C. Casavant, L. J. Halverson, G. A. Beattie and G. Phillips.

Many environmental applications of microorganisms require active microbial functions following introduction into natural habitats. Most current gene regulation strategies involve an inducer that must be continually present at significant levels to maintain maximal activity. Unfortunately, this condition cannot be guaranteed in nature, since inducers may not only be transiently present but also present in insufficient quantity for maximal activity. To address this problem, we have developed a novel genetic system that permits bacteria introduced into natural habitats to tightly repress target gene expression when it is not needed and rapidly and irreversibly induce high-level gene expression when the appropriate effector molecule is present. In this system, a target gene, which is controlled by the Lambda promoter PL, is strongly repressed by the Lambda cI repressor.
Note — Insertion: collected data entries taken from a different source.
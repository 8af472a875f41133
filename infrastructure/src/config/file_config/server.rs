//! MCP server launch configuration from TOML (`[server]` section)

use serde::{Deserialize, Serialize};
use std::collections::BTreeMap;

/// Raw server configuration from TOML
#[derive(Debug, Clone, PartialEq, Serialize, Deserialize)]
#[serde(default)]
pub struct FileServerConfig {
    /// Executable that starts the MCP search server
    pub command: String,
    /// Arguments passed to `command`
    pub args: Vec<String>,
    /// Extra environment for the server process
    pub env: BTreeMap<String, String>,
    /// Time allowed for spawn, handshake and tool discovery
    pub startup_timeout_seconds: u64,
}

impl Default for FileServerConfig {
    fn default() -> Self {
        Self {
            command: "npx".to_string(),
            args: vec!["-y".to_string(), "tavily-mcp@latest".to_string()],
            env: BTreeMap::new(),
            startup_timeout_seconds: 30,
        }
    }
}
Irreversible induction then occurs when an effector signal induces the synthesis of the excisionase/integrase (xis/int) genes, which are responsible for excision of the cI repressor gene from att or pseudo-att sites within the genome. We tested this system in E. coli by using the PBAD promoter of the arabinose operon as the signal sensitive promoter to direct expression of Xis/Int. Introduction of arabinose into the culture medium resulted in irreversible, high-level expression of GFP. Ultimately, we intend to use this system in a Pseudomonas strain for in situ detection of pollutant bioavailability in soil to assess whether the bacterial biosensor was ever exposed to the pollutant in its life history. However, based on preliminary work PL is a weak promoter in Pseudomonas fluorescens. To address this, we have developed a system where a strong constitutive promoter PnptII in P. fluorescens is placed upstream of the PL and is repressed by cI; we have shown this to work in E. coli. This genetic system may not only provide a unique means to direct programmed gene expression in natural habitats, but may also facilitate the identification of genes that are only expressed in situ.